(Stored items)

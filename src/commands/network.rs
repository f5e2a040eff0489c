//! `somnio network` command

use crate::cli::args::NetworkArgs;
use crate::cli::Cli;
use crate::commands::dispatch::synchronizer;
use crate::commands::format::{print_json, score};
use crate::output_by_format_result;
use somnio_core::error::Result;
use somnio_core::store::{NetworkNode, PublicNetwork, Store};

fn print_nodes(network: &[NetworkNode]) {
    for node in network {
        println!("{}  {}", node.dream.id, node.dream.title);
        for connection in &node.connections {
            println!("  -> {}  {}", connection.target_id, score(connection.similarity));
        }
    }
}

fn print_links(network: &PublicNetwork) {
    for link in &network.links {
        let mut line = format!("{} -> {}  {}", link.source, link.target, score(link.similarity));
        if !link.shared_themes.is_empty() {
            line.push_str(&format!("  [{}]", link.shared_themes.join(", ")));
        }
        println!("{}", line);
    }
}

/// Execute the network command
///
/// With `--links` every stored relationship between public dreams is listed
/// with its shared themes; otherwise each public dream is shown with its
/// connections at or above the threshold.
pub fn execute(cli: &Cli, store: &Store, args: &NetworkArgs) -> Result<()> {
    let sync = synchronizer(store);

    if args.links {
        let network = sync.public_network()?;
        return output_by_format_result!(cli.format,
            json => { print_json(&network) },
            human => { print_links(&network); }
        );
    }

    let network = sync.network(args.min)?;
    output_by_format_result!(cli.format,
        json => { print_json(&network) },
        human => { print_nodes(&network); }
    )
}
//! Text processing utilities for keyword extraction

use std::collections::{HashMap, HashSet};
use std::sync::OnceLock;

/// Maximum number of keywords returned by [`extract_keywords`]
pub const MAX_KEYWORDS: usize = 20;

/// Tokens of this many characters or fewer are discarded
const MIN_TOKEN_CHARS: usize = 2;

/// Common English function words filtered out before counting
static STOP_WORDS: OnceLock<HashSet<&'static str>> = OnceLock::new();

fn get_stop_words() -> &'static HashSet<&'static str> {
    STOP_WORDS.get_or_init(|| {
        [
            "i", "me", "my", "myself", "we", "our", "ours", "ourselves", "you", "your", "yours",
            "yourself", "yourselves", "he", "him", "his", "himself", "she", "her", "hers",
            "herself", "it", "its", "itself", "they", "them", "their", "theirs", "themselves",
            "what", "which", "who", "whom", "this", "that", "these", "those", "am", "is", "are",
            "was", "were", "be", "been", "being", "have", "has", "had", "having", "do", "does",
            "did", "doing", "a", "an", "the", "and", "but", "if", "or", "because", "as", "until",
            "while", "of", "at", "by", "for", "with", "about", "against", "between", "into",
            "through", "during", "before", "after", "above", "below", "to", "from", "up", "down",
            "in", "out", "on", "off", "over", "under", "again", "further", "then", "once",
        ]
        .iter()
        .copied()
        .collect()
    })
}

/// ASCII word characters and whitespace survive; everything else becomes a separator
fn is_word_or_space(c: char) -> bool {
    c.is_ascii_alphanumeric() || c == '_' || c.is_whitespace()
}

/// Whether `word` is in the stop-word list
pub fn is_stop_word(word: &str) -> bool {
    get_stop_words().contains(word)
}

/// Lowercase, strip punctuation and split into tokens, dropping short tokens and stop words
fn significant_tokens(text: &str) -> Vec<String> {
    let cleaned: String = text
        .to_lowercase()
        .chars()
        .map(|c| if is_word_or_space(c) { c } else { ' ' })
        .collect();
    cleaned
        .split_whitespace()
        .filter(|token| token.chars().count() > MIN_TOKEN_CHARS)
        .filter(|token| !is_stop_word(token))
        .map(|token| token.to_string())
        .collect()
}

/// Extract up to [`MAX_KEYWORDS`] distinct keywords ranked by frequency
///
/// Ties keep the order in which the words first appear in `text`. Numeric
/// tokens are not hoisted or sorted among themselves: `"zebra 2024 apple 101"`
/// yields `zebra, 2024, apple, 101`.
pub fn extract_keywords(text: &str) -> Vec<String> {
    let tokens = significant_tokens(text);
    if tokens.is_empty() {
        return Vec::new();
    }

    let mut counts: HashMap<&str, usize> = HashMap::new();
    let mut first_seen: Vec<&str> = Vec::new();
    for token in &tokens {
        let count = counts.entry(token.as_str()).or_insert(0);
        if *count == 0 {
            first_seen.push(token.as_str());
        }
        *count += 1;
    }

    // Stable sort keeps first-seen order among equal frequencies
    first_seen.sort_by(|a, b| counts[b].cmp(&counts[a]));
    first_seen
        .into_iter()
        .take(MAX_KEYWORDS)
        .map(|word| word.to_string())
        .collect()
}
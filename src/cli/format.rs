//! Format output dispatch helpers

/// Dispatch output by format; the json branch returns a `Result`, the human
/// branch is a block returning `()`.
///
/// ```rust,ignore
/// output_by_format_result!(cli.format,
///     json => { print_json(&value) },
///     human => { println!("{}", value); }
/// )?;
/// ```
#[macro_export]
macro_rules! output_by_format_result {
    ($format:expr, json => $json:expr, human => $human:block) => {
        match $format {
            $crate::cli::OutputFormat::Json => $json,
            $crate::cli::OutputFormat::Human => {
                $human;
                Ok(())
            }
        }
    };
}
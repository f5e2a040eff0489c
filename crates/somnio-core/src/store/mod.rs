//! Store management for somnio
//!
//! The store is the directory holding the dream database and configuration.
//! Default location: `.somnio/`

mod collaborator;
pub mod paths;

use std::fs;
use std::path::{Path, PathBuf};
use std::sync::Arc;

use crate::config::EngineConfig;
use crate::db::Database;
use crate::error::{Result, SomnioError};

pub use collaborator::{
    NetworkConnection, NetworkLink, NetworkNode, PublicNetwork, SimilarDream, SimilarityEdge,
    SimilarityStore,
};
pub use paths::{CONFIG_FILE, DB_FILE, DEFAULT_STORE_DIR};

/// The somnio store
#[derive(Debug)]
pub struct Store {
    /// Root path of the store
    root: PathBuf,
    /// Engine configuration
    config: EngineConfig,
    /// SQLite database, shared with background similarity tasks
    db: Arc<Database>,
}

impl Store {
    /// Discover a store by walking up from the given root directory
    pub fn discover(root: &Path) -> Result<Self> {
        let store_path = paths::discover_store(root)?;
        Self::open(&store_path)
    }

    /// Open an existing store at the given path
    #[tracing::instrument(skip(path), fields(path = %path.display()))]
    pub fn open(path: &Path) -> Result<Self> {
        if !path.is_dir() {
            return Err(SomnioError::StoreNotFound {
                search_root: path.to_path_buf(),
            });
        }

        let config = EngineConfig::load_or_default(&path.join(CONFIG_FILE))?;
        let db = Database::open(&path.join(DB_FILE))?;

        Ok(Store {
            root: path.to_path_buf(),
            config,
            db: Arc::new(db),
        })
    }

    /// Initialize a new store under the given project root
    pub fn init(project_root: &Path) -> Result<Self> {
        Self::init_at(&project_root.join(DEFAULT_STORE_DIR))
    }

    /// Initialize a store at an explicit path
    ///
    /// Re-initializing an existing store keeps its data and configuration.
    pub fn init_at(store_root: &Path) -> Result<Self> {
        fs::create_dir_all(store_root)?;

        let config_path = store_root.join(CONFIG_FILE);
        if !config_path.exists() {
            EngineConfig::default().save(&config_path)?;
        }

        tracing::info!(path = %store_root.display(), "Initialized store");
        Self::open(store_root)
    }

    pub fn root(&self) -> &Path {
        &self.root
    }

    pub fn config(&self) -> &EngineConfig {
        &self.config
    }

    pub fn db(&self) -> &Database {
        &self.db
    }

    /// The database as a shareable similarity collaborator
    pub fn collaborator(&self) -> Arc<dyn SimilarityStore> {
        self.db.clone()
    }
}
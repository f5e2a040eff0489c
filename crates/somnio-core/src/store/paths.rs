use std::path::{Path, PathBuf};

use crate::error::{Result, SomnioError};

/// Default store directory name (hidden)
pub const DEFAULT_STORE_DIR: &str = ".somnio";

/// Configuration filename
pub const CONFIG_FILE: &str = "config.toml";

/// Database filename
pub const DB_FILE: &str = "somnio.db";

/// Walk up from `root` until a directory containing a store is found
pub fn discover_store(root: &Path) -> Result<PathBuf> {
    let mut current = root.to_path_buf();

    loop {
        let store_path = current.join(DEFAULT_STORE_DIR);
        if store_path.is_dir() {
            return Ok(store_path);
        }

        match current.parent() {
            Some(parent) if parent != current => {
                current = parent.to_path_buf();
            }
            _ => {
                return Err(SomnioError::StoreNotFound {
                    search_root: root.to_path_buf(),
                });
            }
        }
    }
}
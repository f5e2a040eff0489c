//! `somnio update` command - change a dream and refresh its links

use chrono::Utc;

use super::add::finish_background;
use crate::cli::args::UpdateArgs;
use crate::cli::Cli;
use crate::commands::dispatch::synchronizer;
use crate::commands::format::{dream_line, print_json};
use crate::output_by_format_result;
use somnio_core::dream::{DreamUpdate, Emotion};
use somnio_core::error::{Result, SomnioError};
use somnio_core::store::Store;

fn build_update(args: &UpdateArgs) -> DreamUpdate {
    let tags = if args.clear_tags {
        Some(Vec::new())
    } else {
        args.tag.clone()
    };

    DreamUpdate {
        title: args.title.clone(),
        description: args.description.clone(),
        tags,
        emotion: args.emotion.as_deref().map(Emotion::from),
        is_public: args.public,
        date: args.date,
        lucid_dream: args.lucid,
        recurring: args.recurring,
    }
}

/// Execute the update command
pub fn execute(cli: &Cli, store: &Store, args: &UpdateArgs) -> Result<()> {
    let update = build_update(args);
    if update.is_empty() {
        return Err(SomnioError::UsageError(
            "nothing to update: pass at least one field".to_string(),
        ));
    }
    if update.title.as_deref().is_some_and(|t| t.trim().is_empty()) {
        return Err(SomnioError::invalid_input("title", "(empty)"));
    }

    let dream = store
        .db()
        .update_dream(&args.id, &update, Utc::now())?
        .ok_or_else(|| SomnioError::not_found("dream", &args.id))?;

    output_by_format_result!(cli.format,
        json => { print_json(&dream) },
        human => {
            if !cli.quiet {
                println!("Updated {}", dream_line(&dream));
            }
        }
    )?;

    finish_background(synchronizer(store).on_dream_updated(&args.id, &update, &dream));
    Ok(())
}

**Work to complete:**
Work out how many lines of the data hold the string "EngineConfig". State only that number.

**Result below:**
5